* What is needed:
Tell how many lines in the data below include the word "lock". The answer is the number only.

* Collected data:
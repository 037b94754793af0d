use std::collections::BTreeMap;
use std::time::Duration;

use async_trait::async_trait;
use marketlink_core::http::{ApiRequest, ApiResponse, HttpMethod, Transport};
use marketlink_domain::{ApiConfig, MarketLinkError, Result};
use reqwest::{Client as ReqwestClient, Method, Response};
use tracing::debug;

use crate::errors::InfraError;

/// reqwest-backed [`Transport`] bound to one base URL.
///
/// Sends exactly once: a network failure is returned, never retried.
#[derive(Clone)]
pub struct HttpClient {
    client: ReqwestClient,
    base_url: String,
}

impl HttpClient {
    /// Start building a new HTTP client.
    pub fn builder(base_url: impl Into<String>) -> HttpClientBuilder {
        HttpClientBuilder::new(base_url)
    }

    /// Client configured from the `api` section.
    ///
    /// # Errors
    /// Returns `MarketLinkError::Config` when reqwest rejects the settings.
    pub fn from_config(config: &ApiConfig) -> Result<Self> {
        Self::builder(config.base_url.clone())
            .timeout(config.timeout())
            .user_agent(config.user_agent.clone())
            .build()
    }

    pub fn base_url(&self) -> &str {
        &self.base_url
    }

    /// Absolute URL for `path` under the base URL.
    pub fn url_for(&self, path: &str) -> String {
        let base = self.base_url.trim_end_matches('/');
        if path.starts_with('/') {
            format!("{base}{path}")
        } else {
            format!("{base}/{path}")
        }
    }

    async fn into_api_response(response: Response) -> Result<ApiResponse> {
        let status = response.status().as_u16();
        let headers: BTreeMap<String, String> = response
            .headers()
            .iter()
            .filter_map(|(name, value)| {
                value.to_str().ok().map(|value| (name.as_str().to_string(), value.to_string()))
            })
            .collect();
        let body = response.bytes().await.map_err(|err| MarketLinkError::from(InfraError::from(err)))?;

        Ok(ApiResponse { status, headers, body: body.to_vec() })
    }
}

#[async_trait]
impl Transport for HttpClient {
    async fn send(&self, request: ApiRequest) -> Result<ApiResponse> {
        let url = self.url_for(&request.path);
        let method = to_reqwest_method(request.method);

        let mut builder = self.client.request(method.clone(), &url);
        if !request.query.is_empty() {
            builder = builder.query(&request.query);
        }
        for (name, value) in &request.headers {
            builder = builder.header(name.as_str(), value.as_str());
        }
        if let Some(body) = &request.body {
            builder = builder.json(body);
        }

        debug!(request_id = %request.id, %method, %url, retried = request.retried, "sending HTTP request");

        match builder.send().await {
            Ok(response) => {
                let status = response.status();
                debug!(request_id = %request.id, %method, %url, %status, "received HTTP response");
                Self::into_api_response(response).await
            }
            Err(err) => {
                debug!(request_id = %request.id, %method, %url, error = %err, "HTTP request failed");
                let infra: InfraError = err.into();
                Err(MarketLinkError::from(infra))
            }
        }
    }
}

const fn to_reqwest_method(method: HttpMethod) -> Method {
    match method {
        HttpMethod::Get => Method::GET,
        HttpMethod::Post => Method::POST,
        HttpMethod::Put => Method::PUT,
        HttpMethod::Patch => Method::PATCH,
        HttpMethod::Delete => Method::DELETE,
    }
}

/// Builder for [`HttpClient`].
#[derive(Debug)]
pub struct HttpClientBuilder {
    base_url: String,
    timeout: Duration,
    user_agent: Option<String>,
    default_headers: Option<reqwest::header::HeaderMap>,
}

impl HttpClientBuilder {
    fn new(base_url: impl Into<String>) -> Self {
        Self {
            base_url: base_url.into(),
            timeout: Duration::from_secs(marketlink_domain::constants::DEFAULT_TIMEOUT_SECS),
            user_agent: None,
            default_headers: None,
        }
    }

    pub fn timeout(mut self, timeout: Duration) -> Self {
        self.timeout = timeout;
        self
    }

    pub fn user_agent(mut self, agent: impl Into<String>) -> Self {
        self.user_agent = Some(agent.into());
        self
    }

    pub fn default_headers(mut self, headers: reqwest::header::HeaderMap) -> Self {
        self.default_headers = Some(headers);
        self
    }

    /// # Errors
    /// Returns `MarketLinkError::Config` when reqwest rejects the settings.
    pub fn build(self) -> Result<HttpClient> {
        let mut builder = ReqwestClient::builder().timeout(self.timeout).no_proxy();

        if let Some(agent) = self.user_agent {
            builder = builder.user_agent(agent);
        }

        if let Some(headers) = self.default_headers {
            builder = builder.default_headers(headers);
        }

        let client = builder.build().map_err(|err| {
            let infra: InfraError = err.into();
            MarketLinkError::from(infra)
        })?;

        Ok(HttpClient { client, base_url: self.base_url })
    }
}

#[cfg(test)]
mod tests {
    use serde_json::json;
    use wiremock::matchers::{body_json, header, method, path, query_param};
    use wiremock::{Mock, MockServer, ResponseTemplate};

    use super::*;

    #[tokio::test]
    async fn sends_method_path_query_headers_and_body() {
        let server = MockServer::start().await;
        Mock::given(method("POST"))
            .and(path("/api/jobs"))
            .and(query_param("draft", "true"))
            .and(header("authorization", "Bearer at1"))
            .and(body_json(json!({ "title": "Logo design" })))
            .respond_with(ResponseTemplate::new(201).set_body_json(json!({ "id": "job-1" })))
            .expect(1)
            .mount(&server)
            .await;

        let client = HttpClient::builder(format!("{}/api/", server.uri())).build().unwrap();
        let request = ApiRequest::new(HttpMethod::Post, "/jobs")
            .with_query("draft", "true")
            .with_header("Authorization", "Bearer at1")
            .with_body(json!({ "title": "Logo design" }));

        let response = client.send(request).await.unwrap();

        assert_eq!(response.status, 201);
        let body: serde_json::Value = response.json().unwrap();
        assert_eq!(body["id"], "job-1");
    }

    #[tokio::test]
    async fn error_statuses_are_responses_not_errors() {
        let server = MockServer::start().await;
        Mock::given(method("GET"))
            .respond_with(ResponseTemplate::new(500).set_body_string("boom"))
            .expect(1)
            .mount(&server)
            .await;

        let client = HttpClient::builder(server.uri()).build().unwrap();
        let response = client.send(ApiRequest::new(HttpMethod::Get, "/gigs")).await.unwrap();

        assert_eq!(response.status, 500);
        assert_eq!(response.text(), "boom");
    }

    #[tokio::test]
    async fn connection_failure_is_a_network_error() {
        let client = HttpClient::builder("http://127.0.0.1:9").build().unwrap();

        let err = client.send(ApiRequest::new(HttpMethod::Get, "/jobs")).await.unwrap_err();

        assert!(matches!(err, MarketLinkError::Network(_)), "got {err:?}");
    }

    #[tokio::test]
    async fn user_agent_from_config() {
        let server = MockServer::start().await;
        Mock::given(method("GET"))
            .and(header("user-agent", "marketlink-test/1.0"))
            .respond_with(ResponseTemplate::new(204))
            .expect(1)
            .mount(&server)
            .await;

        let mut config = ApiConfig::new(server.uri());
        config.user_agent = "marketlink-test/1.0".into();
        let client = HttpClient::from_config(&config).unwrap();

        let response = client.send(ApiRequest::new(HttpMethod::Get, "/health")).await.unwrap();
        assert!(response.is_empty());
    }

    #[test]
    fn joins_paths_onto_base_url() {
        let client = HttpClient::builder("https://api.example.com/v1/").build().unwrap();

        assert_eq!(client.url_for("/jobs"), "https://api.example.com/v1/jobs");
        assert_eq!(client.url_for("jobs/1"), "https://api.example.com/v1/jobs/1");
        assert_eq!(client.base_url(), "https://api.example.com/v1/");
    }
}
//! Test doubles for the HTTP and session ports
//!
//! Compiled for this crate's tests and, with the `test-utils` feature, for
//! downstream crates.

use std::time::Duration;

use async_trait::async_trait;
use marketlink_domain::{MarketLinkError, Result, TokenGrant};
use parking_lot::Mutex;

use crate::http::{ApiRequest, ApiResponse, Transport};
use crate::session::{Navigator, TokenRefresher};

type Responder = dyn Fn(&ApiRequest) -> Result<ApiResponse> + Send + Sync;

/// Transport answering from a closure and recording every request it sees
pub struct ScriptedTransport {
    responder: Box<Responder>,
    delay: Duration,
    requests: Mutex<Vec<ApiRequest>>,
}

impl ScriptedTransport {
    pub fn new<F>(responder: F) -> Self
    where
        F: Fn(&ApiRequest) -> Result<ApiResponse> + Send + Sync + 'static,
    {
        Self { responder: Box::new(responder), delay: Duration::ZERO, requests: Mutex::new(Vec::new()) }
    }

    /// Answer every request with an empty response of `status`.
    pub fn always(status: u16) -> Self {
        Self::new(move |_| Ok(ApiResponse::new(status)))
    }

    /// Fail every request as if the connection dropped.
    pub fn unreachable() -> Self {
        Self::new(|_| Err(MarketLinkError::Network("connection refused".into())))
    }

    #[must_use]
    pub fn with_delay(mut self, delay: Duration) -> Self {
        self.delay = delay;
        self
    }

    pub fn requests(&self) -> Vec<ApiRequest> {
        self.requests.lock().clone()
    }

    pub fn call_count(&self) -> usize {
        self.requests.lock().len()
    }
}

#[async_trait]
impl Transport for ScriptedTransport {
    async fn send(&self, request: ApiRequest) -> Result<ApiResponse> {
        self.requests.lock().push(request.clone());
        if !self.delay.is_zero() {
            tokio::time::sleep(self.delay).await;
        }
        (self.responder)(&request)
    }
}

/// Refresher with a fixed outcome that counts its calls
pub struct StubRefresher {
    outcome: Result<TokenGrant>,
    delay: Duration,
    seen: Mutex<Vec<String>>,
}

impl StubRefresher {
    /// Grants `access_token`, rotating the refresh token when one is given.
    pub fn granting(access_token: &str, refresh_token: Option<&str>) -> Self {
        Self::with_outcome(Ok(TokenGrant {
            access_token: access_token.to_string(),
            refresh_token: refresh_token.map(str::to_string),
        }))
    }

    pub fn failing(error: MarketLinkError) -> Self {
        Self::with_outcome(Err(error))
    }

    fn with_outcome(outcome: Result<TokenGrant>) -> Self {
        Self { outcome, delay: Duration::ZERO, seen: Mutex::new(Vec::new()) }
    }

    /// Hold each refresh open for `delay` before answering.
    #[must_use]
    pub fn with_delay(mut self, delay: Duration) -> Self {
        self.delay = delay;
        self
    }

    pub fn calls(&self) -> usize {
        self.seen.lock().len()
    }

    /// Refresh tokens presented, in call order.
    pub fn seen_tokens(&self) -> Vec<String> {
        self.seen.lock().clone()
    }
}

#[async_trait]
impl TokenRefresher for StubRefresher {
    async fn refresh(&self, refresh_token: &str) -> Result<TokenGrant> {
        self.seen.lock().push(refresh_token.to_string());
        if !self.delay.is_zero() {
            tokio::time::sleep(self.delay).await;
        }
        self.outcome.clone()
    }
}

/// Navigator that records the routes it was sent to
#[derive(Debug, Default)]
pub struct RecordingNavigator {
    routes: Mutex<Vec<String>>,
}

impl RecordingNavigator {
    pub fn routes(&self) -> Vec<String> {
        self.routes.lock().clone()
    }
}

impl Navigator for RecordingNavigator {
    fn redirect(&self, route: &str) {
        self.routes.lock().push(route.to_string());
    }
}
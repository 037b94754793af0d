//! Logging setup
//!
//! The SDK only emits `tracing` events. Applications that do not install a
//! subscriber of their own can call [`init_tracing`].

use marketlink_domain::{MarketLinkError, Result};
use tracing_subscriber::layer::SubscriberExt;
use tracing_subscriber::util::SubscriberInitExt;
use tracing_subscriber::{fmt, EnvFilter};

/// Environment variable consulted before the fallback filter
pub const LOG_FILTER_ENV: &str = "MARKETLINK_LOG";

/// Install a fmt subscriber filtered by `MARKETLINK_LOG`, or by `fallback`
/// when the variable is unset (e.g. `"marketlink_infra=debug,info"`).
///
/// Returns `Ok(false)` when a global subscriber was already installed.
///
/// # Errors
/// Returns `MarketLinkError::Config` when the filter directive is invalid.
pub fn init_tracing(fallback: &str) -> Result<bool> {
    let filter = match std::env::var(LOG_FILTER_ENV) {
        Ok(directives) if !directives.trim().is_empty() => EnvFilter::try_new(directives),
        _ => EnvFilter::try_new(fallback),
    }
    .map_err(|e| MarketLinkError::Config(format!("Invalid log filter: {e}")))?;

    let installed =
        tracing_subscriber::registry().with(filter).with(fmt::layer().with_target(true)).try_init();

    Ok(installed.is_ok())
}
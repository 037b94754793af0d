//! Marketplace resource collections exposed by the backend

use serde::{Deserialize, Serialize};

use crate::impl_wire_name_conversions;

/// REST collection a resource call targets
#[derive(Debug, Clone, Copy, PartialEq, Eq, Hash)]
pub enum Resource {
    Jobs,
    Gigs,
    Orders,
    Disputes,
    Notifications,
}

impl_wire_name_conversions!(Resource {
    Jobs => "jobs",
    Gigs => "gigs",
    Orders => "orders",
    Disputes => "disputes",
    Notifications => "notifications",
});

impl Resource {
    /// Collection path, e.g. `/jobs`.
    #[must_use]
    pub fn collection_path(self) -> String {
        format!("/{self}")
    }
}

/// Paginated list envelope returned by collection endpoints
#[derive(Debug, Clone, PartialEq, Eq, Serialize, Deserialize)]
pub struct ListResponse<T> {
    pub items: Vec<T>,
    pub total: usize,
    pub page: usize,
}
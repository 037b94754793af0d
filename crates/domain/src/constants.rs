//! SDK constants
//!
//! Endpoint paths and defaults shared by the config layer and the client.

// Backend endpoints
pub const REFRESH_PATH: &str = "/auth/refresh";
pub const LOGIN_PATH: &str = "/auth/login";
pub const REGISTER_PATH: &str = "/auth/register";
pub const VERIFY_EMAIL_PATH: &str = "/auth/verify-email";
pub const RESEND_VERIFICATION_PATH: &str = "/auth/resend-verification";
pub const FORGOT_PASSWORD_PATH: &str = "/auth/forgot-password";
pub const RESET_PASSWORD_PATH: &str = "/auth/reset-password";

/// Paths whose 401 responses are never refreshed-and-retried.
pub const AUTH_EXEMPT_PATHS: [&str; 7] = [
    LOGIN_PATH,
    REGISTER_PATH,
    VERIFY_EMAIL_PATH,
    RESEND_VERIFICATION_PATH,
    FORGOT_PASSWORD_PATH,
    RESET_PASSWORD_PATH,
    REFRESH_PATH,
];

// Client defaults
pub const DEFAULT_TIMEOUT_SECS: u64 = 30;
pub const DEFAULT_USER_AGENT: &str = concat!("marketlink-sdk/", env!("CARGO_PKG_VERSION"));
pub const DEFAULT_LANDING_ROUTE: &str = "/login";
pub const DEFAULT_PAGE_LIMIT: u32 = 20;

pub const BEARER_PREFIX: &str = "Bearer ";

* Response area:
8